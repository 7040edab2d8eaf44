//! Shared record types for the VitalDesk reconciliation pipeline.
//!
//! Everything the pipeline crates exchange lives here:
//! - chronological keys ([`PatientId`], [`Stamp`]) and their wire formats
//! - the canonical metric catalog ([`Metric`], [`SourceKind`])
//! - per-source reading records ([`VitalsReading`], [`BpReading`], [`LabPanel`])
//! - the merged [`TimelineRow`] and the streaming [`StreamRecord`] envelope
//!
//! This crate does **not**:
//! - read or write files (see `vdk-ingest` / `vdk-reconcile`)
//! - implement merge, fill, or alert logic

mod envelope;
mod metric;
mod reading;
mod row;
mod stamp;

pub use envelope::StreamRecord;
pub use metric::{Metric, SourceKind};
pub use reading::{BpReading, LabPanel, VitalsReading};
pub use row::TimelineRow;
pub use stamp::{PatientId, Stamp, DATE_FORMAT, TIME_FORMAT};
//! Transport seam for the streaming boundary.
//!
//! [`StreamBroker`] models the minimum a message transport must offer:
//! publish a wire message to a named topic, subscribe to a topic. The
//! in-process [`ChannelBroker`] backs each topic with a tokio broadcast
//! channel; subscriptions see only messages published after they exist,
//! and every subscription ends once the broker is dropped.

use std::collections::BTreeMap;
use std::pin::Pin;

use anyhow::Result;
use tokio::sync::{broadcast, RwLock};
use tokio_stream::wrappers::BroadcastStream;
use tokio_stream::{Stream, StreamExt};

/// Wire messages from one topic subscription, in publish order.
pub type MessageStream = Pin<Box<dyn Stream<Item = String> + Send>>;

/// Per-topic channel capacity used by [`ChannelBroker::default`].
pub const DEFAULT_CHANNEL_CAPACITY: usize = 1024;

/// Pluggable message transport.
#[async_trait::async_trait]
pub trait StreamBroker: Send + Sync {
    fn transport_name(&self) -> &'static str;

    /// Publish one wire message to a topic. Publishing to a topic nobody is
    /// subscribed to succeeds and drops the message.
    async fn publish(&self, topic: &str, message: String) -> Result<()>;

    /// Subscribe to a topic. The stream yields messages published after the
    /// subscription was made and ends when the transport shuts down.
    async fn subscribe(&self, topic: &str) -> Result<MessageStream>;
}

/// In-process broker: one broadcast channel per topic, created lazily on
/// first publish or subscribe. A subscriber that falls more than the channel
/// capacity behind loses the overrun messages, exactly like a lagging
/// consumer on a real broker with a retention window.
pub struct ChannelBroker {
    capacity: usize,
    topics: RwLock<BTreeMap<String, broadcast::Sender<String>>>,
}

impl ChannelBroker {
    pub fn new(capacity: usize) -> Self {
        Self {
            capacity,
            topics: RwLock::new(BTreeMap::new()),
        }
    }

    async fn sender(&self, topic: &str) -> broadcast::Sender<String> {
        let mut topics = self.topics.write().await;
        topics
            .entry(topic.to_string())
            .or_insert_with(|| broadcast::channel(self.capacity).0)
            .clone()
    }
}

impl Default for ChannelBroker {
    fn default() -> Self {
        Self::new(DEFAULT_CHANNEL_CAPACITY)
    }
}

#[async_trait::async_trait]
impl StreamBroker for ChannelBroker {
    fn transport_name(&self) -> &'static str {
        "channel"
    }

    async fn publish(&self, topic: &str, message: String) -> Result<()> {
        // send errors only when no subscriber exists; that is a drop, not a
        // failure.
        let _ = self.sender(topic).await.send(message);
        Ok(())
    }

    async fn subscribe(&self, topic: &str) -> Result<MessageStream> {
        let rx = self.sender(topic).await.subscribe();
        // Lagged / closed entries end or thin the stream silently.
        Ok(Box::pin(BroadcastStream::new(rx).filter_map(|msg| msg.ok())))
    }
}

// ---------------------------------------------------------------------------
// Tests
// ---------------------------------------------------------------------------

#[cfg(test)]
mod tests {
    use super::*;

    #[tokio::test]
    async fn subscriber_receives_messages_in_publish_order() {
        let broker = ChannelBroker::new(8);
        let sub = broker.subscribe("topic-a").await.unwrap();

        broker.publish("topic-a", "first".to_string()).await.unwrap();
        broker.publish("topic-a", "second".to_string()).await.unwrap();
        drop(broker);

        let got: Vec<String> = sub.collect().await;
        assert_eq!(got, vec!["first".to_string(), "second".to_string()]);
    }

    #[tokio::test]
    async fn messages_before_subscription_are_not_replayed() {
        let broker = ChannelBroker::new(8);
        broker.publish("topic-a", "early".to_string()).await.unwrap();

        let sub = broker.subscribe("topic-a").await.unwrap();
        broker.publish("topic-a", "late".to_string()).await.unwrap();
        drop(broker);

        let got: Vec<String> = sub.collect().await;
        assert_eq!(got, vec!["late".to_string()]);
    }

    #[tokio::test]
    async fn topics_are_independent() {
        let broker = ChannelBroker::new(8);
        let sub = broker.subscribe("topic-a").await.unwrap();

        broker.publish("topic-b", "elsewhere".to_string()).await.unwrap();
        drop(broker);

        let got: Vec<String> = sub.collect().await;
        assert!(got.is_empty());
    }

    #[tokio::test]
    async fn publish_without_subscribers_is_ok() {
        let broker = ChannelBroker::new(8);
        broker.publish("topic-a", "dropped".to_string()).await.unwrap();
    }

    #[tokio::test]
    async fn broadcast_reaches_every_subscriber() {
        let broker = ChannelBroker::new(8);
        let first = broker.subscribe("topic-a").await.unwrap();
        let second = broker.subscribe("topic-a").await.unwrap();

        broker.publish("topic-a", "shared".to_string()).await.unwrap();
        drop(broker);

        let got_first: Vec<String> = first.collect().await;
        let got_second: Vec<String> = second.collect().await;
        assert_eq!(got_first, vec!["shared".to_string()]);
        assert_eq!(got_second, vec!["shared".to_string()]);
    }
}
//! Per-patient min-max normalization.
//!
//! The forecaster consumes values in `[0, 1]`; its predictions come back in
//! the same space and are mapped back with [`MinMaxScaler::inverse_transform`].
//! One scaler is fit per patient over that patient's full timeline, so one
//! patient's extremes never distort another's scale.

use vdk_schemas::Metric;

/// Column-wise min-max scaler over dense metric vectors.
#[derive(Debug, Clone, PartialEq)]
pub struct MinMaxScaler {
    min: [f64; Metric::COUNT],
    max: [f64; Metric::COUNT],
}

impl MinMaxScaler {
    /// Fit over every row of one patient's dense timeline. `None` when there
    /// is nothing to fit on.
    pub fn fit(rows: &[[f64; Metric::COUNT]]) -> Option<MinMaxScaler> {
        let (first, rest) = rows.split_first()?;
        let mut min = *first;
        let mut max = *first;
        for row in rest {
            for (i, value) in row.iter().enumerate() {
                if *value < min[i] {
                    min[i] = *value;
                }
                if *value > max[i] {
                    max[i] = *value;
                }
            }
        }
        Some(MinMaxScaler { min, max })
    }

    /// Map one row into `[0, 1]` per column. A constant column maps to 0.0.
    pub fn transform(&self, row: &[f64; Metric::COUNT]) -> [f64; Metric::COUNT] {
        let mut out = [0.0; Metric::COUNT];
        for (i, slot) in out.iter_mut().enumerate() {
            let span = self.max[i] - self.min[i];
            if span != 0.0 {
                *slot = (row[i] - self.min[i]) / span;
            }
        }
        out
    }

    pub fn transform_all(&self, rows: &[[f64; Metric::COUNT]]) -> Vec<[f64; Metric::COUNT]> {
        rows.iter().map(|row| self.transform(row)).collect()
    }

    /// Map a scaled row back to original units. A constant column comes back
    /// as its fitted value regardless of the scaled input.
    pub fn inverse_transform(&self, row: &[f64; Metric::COUNT]) -> [f64; Metric::COUNT] {
        let mut out = [0.0; Metric::COUNT];
        for (i, slot) in out.iter_mut().enumerate() {
            let span = self.max[i] - self.min[i];
            *slot = self.min[i] + row[i] * span;
        }
        out
    }
}

// ---------------------------------------------------------------------------
// Tests
// ---------------------------------------------------------------------------
//! Sequence building for the forecasting boundary.
//!
//! Turns canonical timeline rows into what a next-step forecaster consumes:
//! - [`patient_timelines`] — split the globally sorted canonical rows back
//!   into per-patient chronological timelines
//! - [`windows`] / [`latest_window`] — lazy, restartable fixed-length
//!   contiguous slices of one timeline
//! - [`MinMaxScaler`] — per-patient min-max normalization with an exact
//!   inverse
//! - [`Forecaster`] — the model seam, plus the [`HoldLastForecaster`]
//!   persistence baseline and the [`forecast_next`] batch driver
//!
//! Patients with too little history or a model emitting the wrong width are
//! skipped and reported, never fatal. This crate does **not**:
//! - train models or talk to any model runtime
//! - classify predictions against clinical ranges (see `vdk-alert`)
//! - read or write any file

mod forecast;
mod scale;
mod window;

pub use forecast::{forecast_next, Forecaster, ForecastRun, ForecastSkip, HoldLastForecaster};
pub use scale::MinMaxScaler;
pub use window::{
    latest_window, patient_timelines, windows, SequenceError, Windows, DEFAULT_WINDOW,
};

- **ACTIVITY**:
Based on the entries above, please state how many lines include "BTreeMap", leaving out everything else.

- **EXERCISE SOLUTION**:
3